1960s Lighting Outfits

 


As the 1950s faded into the 60s, more and more creative and exotic lighting sets were offered to the American public. Shown on these pages are typical examples of what was offered for sale, both common and unusual...
 

Here is a most unusual light bulb that was a Japanese product of the 1960s. Called Rainbow Wink-O-Lites, the lamp's inside frosted dome covers several smaller light bulbs of different colors. Each of these interior lamps flashes on and off independently, effectively creating a rainbow effect of ever changing colors and effects. These lamps are extremely delicate, and burn out very quickly, and therefore were not an effective product. They were sold for only a couple of years, and were distributed by Gibraltar.

 

Chris Cuff shares this set with us from his collection of Italian lights. This is an early example of the "new" push-in type base, designed to overcome the disadvantage of the miniature screw-in type lamps always working their way loose in the sockets. The box boldly states not to twist the lamps, as doing so would shatter the lamps. The set is from the early 1960s.

 

Here is a General Electric Merry Midget 35 loop style light set. This early midget light set used the two pin bulb base and had green Berry-Beads on the sockets. Made in Taiwan, this set dates to the mid 1960s, and was very well made. The photo has been kindly shared with us from by J. S. Pilliteri of New Jersey. The set is from his collection.

 

The Westinghouse company came out with these marbleized lamps in the very late 1960s, and continued to sell them for a few years in the 70s. Quite hard to find today, they were not popular sellers, as when lit, they lose their marbleized look and appear as ordinary C-7 lamps.

 

During the 1960s, Americans began to light the outside of their homes with a vengeance.
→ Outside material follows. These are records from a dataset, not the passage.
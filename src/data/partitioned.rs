use std::any::Any;
use std::collections::HashSet;
use std::panic::{self, AssertUnwindSafe};
use std::sync::{Arc, OnceLock};

use rand::{rngs::StdRng, Rng, SeedableRng};
use rand_distr::{Distribution, Poisson};
use rayon::prelude::*;
use rayon::{ThreadPool, ThreadPoolBuilder};

use crate::data::collection::ParallelCollection;
use crate::error::{DnnError, Result};

// Mixes the partition index into the sampling seed.
const SEED_STRIDE: u64 = 0x9E37_79B9_7F4A_7C15;

static SHARED_POOL: OnceLock<Arc<ThreadPool>> = OnceLock::new();

/// The process-wide worker pool, sized by rayon's default (one worker per
/// available core unless `RAYON_NUM_THREADS` says otherwise).
fn shared_pool() -> Result<Arc<ThreadPool>> {
    if let Some(pool) = SHARED_POOL.get() {
        return Ok(Arc::clone(pool));
    }
    let pool = ThreadPoolBuilder::new()
        .thread_name(|i| format!("dnnet-worker-{i}"))
        .build()
        .map_err(|e| DnnError::DistributedExecutionFailure(e.to_string()))?;
    // A concurrent caller may have won the race; its pool is used instead.
    Ok(Arc::clone(SHARED_POOL.get_or_init(|| Arc::new(pool))))
}

struct Row<T> {
    id: u64,
    value: Arc<T>,
}

impl<T> Clone for Row<T> {
    fn clone(&self) -> Self {
        Row { id: self.id, value: Arc::clone(&self.value) }
    }
}

/// In-process `ParallelCollection` backed by a rayon thread pool.
///
/// Rows keep the id they were created with through `sample`, `subtract` and
/// `map`, so `subtract` removes exactly the rows that were drawn. Clones share
/// both the rows and the pool.
pub struct Partitioned<T> {
    partitions: Arc<Vec<Vec<Row<T>>>>,
    pool: Arc<ThreadPool>,
}

impl<T> Clone for Partitioned<T> {
    fn clone(&self) -> Self {
        Partitioned {
            partitions: Arc::clone(&self.partitions),
            pool: Arc::clone(&self.pool),
        }
    }
}

impl<T: Clone + Send + Sync> Partitioned<T> {
    /// Splits `items` into `partitions` contiguous chunks.
    ///
    /// The partition count only shapes the data layout. Every collection made
    /// this way runs on one shared pool whose size does not depend on it.
    pub fn new(items: Vec<T>, partitions: usize) -> Result<Partitioned<T>> {
        Ok(Partitioned::with_pool(items, partitions, shared_pool()?))
    }

    /// Like `new`, on an existing pool.
    pub fn with_pool(items: Vec<T>, partitions: usize, pool: Arc<ThreadPool>) -> Partitioned<T> {
        let partitions = partitions.max(1);
        let chunk = ((items.len() + partitions - 1) / partitions).max(1);
        let mut split: Vec<Vec<Row<T>>> = (0..partitions).map(|_| Vec::with_capacity(chunk)).collect();
        for (id, value) in items.into_iter().enumerate() {
            split[id / chunk].push(Row { id: id as u64, value: Arc::new(value) });
        }
        Partitioned { partitions: Arc::new(split), pool }
    }

    pub fn num_partitions(&self) -> usize {
        self.partitions.len()
    }

    fn derive<U>(&self, partitions: Vec<Vec<Row<U>>>) -> Partitioned<U> {
        Partitioned { partitions: Arc::new(partitions), pool: Arc::clone(&self.pool) }
    }

    /// Runs `job` on the pool. A worker panic becomes
    /// `DistributedExecutionFailure` instead of unwinding into the caller.
    fn run<R, F>(&self, job: F) -> Result<R>
    where
        R: Send,
        F: FnOnce() -> R + Send,
    {
        panic::catch_unwind(AssertUnwindSafe(|| self.pool.install(job)))
            .map_err(|payload| DnnError::DistributedExecutionFailure(panic_message(payload.as_ref())))
    }
}

fn panic_message(payload: &(dyn Any + Send)) -> String {
    if let Some(message) = payload.downcast_ref::<&str>() {
        format!("worker panicked: {message}")
    } else if let Some(message) = payload.downcast_ref::<String>() {
        format!("worker panicked: {message}")
    } else {
        "worker panicked".to_string()
    }
}

fn sample_partition<T>(
    rows: &[Row<T>],
    with_replacement: bool,
    fraction: f64,
    rng: &mut StdRng,
) -> Vec<Row<T>> {
    if with_replacement {
        let poisson = match Poisson::new(fraction) {
            Ok(poisson) => poisson,
            // Only a zero rate is rejected here, which draws nothing.
            Err(_) => return Vec::new(),
        };
        rows.iter()
            .flat_map(|row| {
                let copies = poisson.sample(rng) as usize;
                std::iter::repeat(row.clone()).take(copies)
            })
            .collect()
    } else {
        rows.iter()
            .filter(|_| rng.gen::<f64>() < fraction)
            .cloned()
            .collect()
    }
}

impl<T: Clone + Send + Sync> ParallelCollection for Partitioned<T> {
    type Item = T;
    type Mapped<U: Clone + Send + Sync> = Partitioned<U>;

    fn count(&self) -> usize {
        self.partitions.iter().map(Vec::len).sum()
    }

    fn sample(&self, with_replacement: bool, fraction: f64, seed: u64) -> Result<Self> {
        let valid = if with_replacement {
            fraction.is_finite() && fraction >= 0.0
        } else {
            (0.0..=1.0).contains(&fraction)
        };
        if !valid {
            return Err(DnnError::InvalidArgument(format!(
                "sample fraction {fraction} (with replacement: {with_replacement})"
            )));
        }

        let partitions: Vec<Vec<Row<T>>> = self.run(|| {
            self.partitions
                .par_iter()
                .enumerate()
                .map(|(index, rows)| {
                    let mut rng = StdRng::seed_from_u64(seed ^ (index as u64).wrapping_mul(SEED_STRIDE));
                    sample_partition(rows, with_replacement, fraction, &mut rng)
                })
                .collect()
        })?;
        Ok(self.derive(partitions))
    }

    fn subtract(&self, other: &Self) -> Result<Self> {
        let drawn: HashSet<u64> = other.partitions.iter().flatten().map(|row| row.id).collect();
        let partitions: Vec<Vec<Row<T>>> = self.run(|| {
            self.partitions
                .par_iter()
                .map(|rows| rows.iter().filter(|row| !drawn.contains(&row.id)).cloned().collect())
                .collect()
        })?;
        Ok(self.derive(partitions))
    }

    /// Rows are already materialised in memory; this shares them.
    fn cache(&self) -> Self {
        self.clone()
    }

    fn try_map<U, F>(&self, f: F) -> Result<Partitioned<U>>
    where
        U: Clone + Send + Sync,
        F: Fn(&T) -> Result<U> + Send + Sync,
    {
        let partitions: Vec<Vec<Row<U>>> = self.run(|| {
            self.partitions
                .par_iter()
                .map(|rows| {
                    rows.iter()
                        .map(|row| Ok(Row { id: row.id, value: Arc::new(f(row.value.as_ref())?) }))
                        .collect::<Result<Vec<_>>>()
                })
                .collect::<Result<Vec<_>>>()
        })??;
        Ok(self.derive(partitions))
    }

    fn reduce<F>(&self, f: F) -> Result<Option<T>>
    where
        F: Fn(T, T) -> T + Send + Sync,
    {
        self.run(|| {
            self.partitions
                .par_iter()
                .filter_map(|rows| {
                    rows.iter()
                        .map(|row| T::clone(&row.value))
                        .reduce(|a, b| f(a, b))
                })
                .reduce_with(|a, b| f(a, b))
        })
    }

    fn collect(&self) -> Vec<T> {
        self.partitions
            .iter()
            .flatten()
            .map(|row| T::clone(&row.value))
            .collect()
    }
}

/// Labelled examples on the in-process backend.
pub type LabelledData = Partitioned<crate::data::point::LabelledDataPoint>;

/// Feature vectors awaiting prediction on the in-process backend.
pub type UnlabelledData = Partitioned<Vec<f64>>;

#[cfg(test)]
mod tests {
    use super::*;

    fn numbers(n: usize, partitions: usize) -> Partitioned<u64> {
        Partitioned::new((0..n as u64).collect(), partitions).unwrap()
    }

    fn sorted(mut v: Vec<u64>) -> Vec<u64> {
        v.sort_unstable();
        v
    }

    #[test]
    fn splits_into_partitions_and_collects_in_order() {
        let data = numbers(10, 3);
        assert_eq!(data.num_partitions(), 3);
        assert_eq!(data.count(), 10);
        assert_eq!(data.collect(), (0..10).collect::<Vec<_>>());
    }

    #[test]
    fn partition_count_does_not_size_the_pool() {
        let wide = numbers(4000, 4000);
        let narrow = numbers(10, 2);
        assert_eq!(wide.num_partitions(), 4000);
        assert_eq!(wide.count(), 4000);
        assert!(Arc::ptr_eq(&wide.pool, &narrow.pool));
        assert_eq!(wide.map(|x| x + 1).unwrap().reduce(|a, b| a + b).unwrap(), Some((1..=4000).sum()));
    }

    #[test]
    fn more_partitions_than_rows() {
        let data = numbers(2, 4);
        assert_eq!(data.count(), 2);
        assert_eq!(data.collect(), vec![0, 1]);
    }

    #[test]
    fn map_and_reduce() {
        let data = numbers(100, 4);
        let squares = data.map(|x| x * x).unwrap();
        assert_eq!(squares.reduce(|a, b| a + b).unwrap(), Some((0..100u64).map(|x| x * x).sum()));
        assert_eq!(numbers(0, 2).reduce(|a, b| a + b).unwrap(), None);
    }

    #[test]
    fn try_map_propagates_the_error() {
        let data = numbers(20, 4);
        let result = data.try_map(|&x| {
            if x == 13 {
                Err(DnnError::EmptyDataset)
            } else {
                Ok(x)
            }
        });
        assert_eq!(result.err(), Some(DnnError::EmptyDataset));
    }

    #[test]
    fn worker_panic_becomes_execution_failure() {
        let data = numbers(8, 2);
        let result = data.map(|&x| if x == 5 { panic!("boom") } else { x });
        match result {
            Err(DnnError::DistributedExecutionFailure(message)) => assert!(message.contains("boom")),
            other => panic!("unexpected result: {:?}", other.map(|c| c.collect())),
        }
    }

    #[test]
    fn sampling_without_replacement_is_a_subset_and_reproducible() {
        let data = numbers(1000, 4);
        let a = data.sample(false, 0.3, 17).unwrap();
        let b = data.sample(false, 0.3, 17).unwrap();
        assert_eq!(a.collect(), b.collect());

        let drawn = a.collect();
        let unique: HashSet<u64> = drawn.iter().copied().collect();
        assert_eq!(unique.len(), drawn.len());
        assert!(drawn.len() > 200 && drawn.len() < 400);
    }

    #[test]
    fn full_fraction_keeps_everything() {
        let data = numbers(50, 3);
        assert_eq!(data.sample(false, 1.0, 3).unwrap().collect(), data.collect());
        assert_eq!(data.sample(false, 0.0, 3).unwrap().count(), 0);
    }

    #[test]
    fn sampling_with_replacement_may_repeat_rows() {
        let data = numbers(500, 2);
        let drawn = data.sample(true, 2.0, 5).unwrap();
        assert!(drawn.count() > 800);
        assert!(data.sample(true, 0.0, 5).unwrap().count() == 0);
    }

    #[test]
    fn rejects_out_of_range_fractions() {
        let data = numbers(5, 1);
        assert!(matches!(data.sample(false, 1.5, 0), Err(DnnError::InvalidArgument(_))));
        assert!(matches!(data.sample(true, -0.1, 0), Err(DnnError::InvalidArgument(_))));
        assert!(matches!(data.sample(false, f64::NAN, 0), Err(DnnError::InvalidArgument(_))));
    }

    #[test]
    fn subtract_removes_drawn_rows_even_with_duplicate_values() {
        let data = Partitioned::new(vec![7u64; 6], 2).unwrap();
        let drawn = data.sample(false, 0.5, 11).unwrap();
        let rest = data.subtract(&drawn).unwrap();
        assert_eq!(drawn.count() + rest.count(), 6);
    }

    #[test]
    fn subtract_partitions_the_source() {
        let data = numbers(200, 4);
        let drawn = data.sample(false, 0.4, 1).unwrap();
        let rest = data.subtract(&drawn).unwrap();
        let mut all = drawn.collect();
        all.extend(rest.collect());
        assert_eq!(sorted(all), (0..200).collect::<Vec<_>>());
    }

    #[test]
    fn mapped_rows_keep_their_identity() {
        let data = numbers(30, 3);
        let drawn = data.sample(false, 0.5, 9).unwrap();
        let doubled = data.map(|x| x * 2).unwrap();
        let drawn_doubled = drawn.map(|x| x * 2).unwrap();
        let rest = doubled.subtract(&drawn_doubled).unwrap();
        assert_eq!(rest.count(), 30 - drawn.count());
    }
}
While large outdoor sets like this one from Santalites had been available for years, they did not really sell well until this decade.

 

This set from Pennant is another typical example of the popular large outdoor lighting sets that were huge sellers during the 1960s.

 

Sears, Roebuck and Company sold lighting sets under their Happi Time brand for years. This typical C-7 light set was actually made for Sears by the NOMA Company until that company went bankrupt in the mid 1960s.

 

This C-7 lighting outfit was distributed by the World Wide Company, the successor to NOMA after that company's bankruptcy in 1965. For a short time, light sets were sold under the name "NOMA World Wide," but the NOMA name was soon dropped.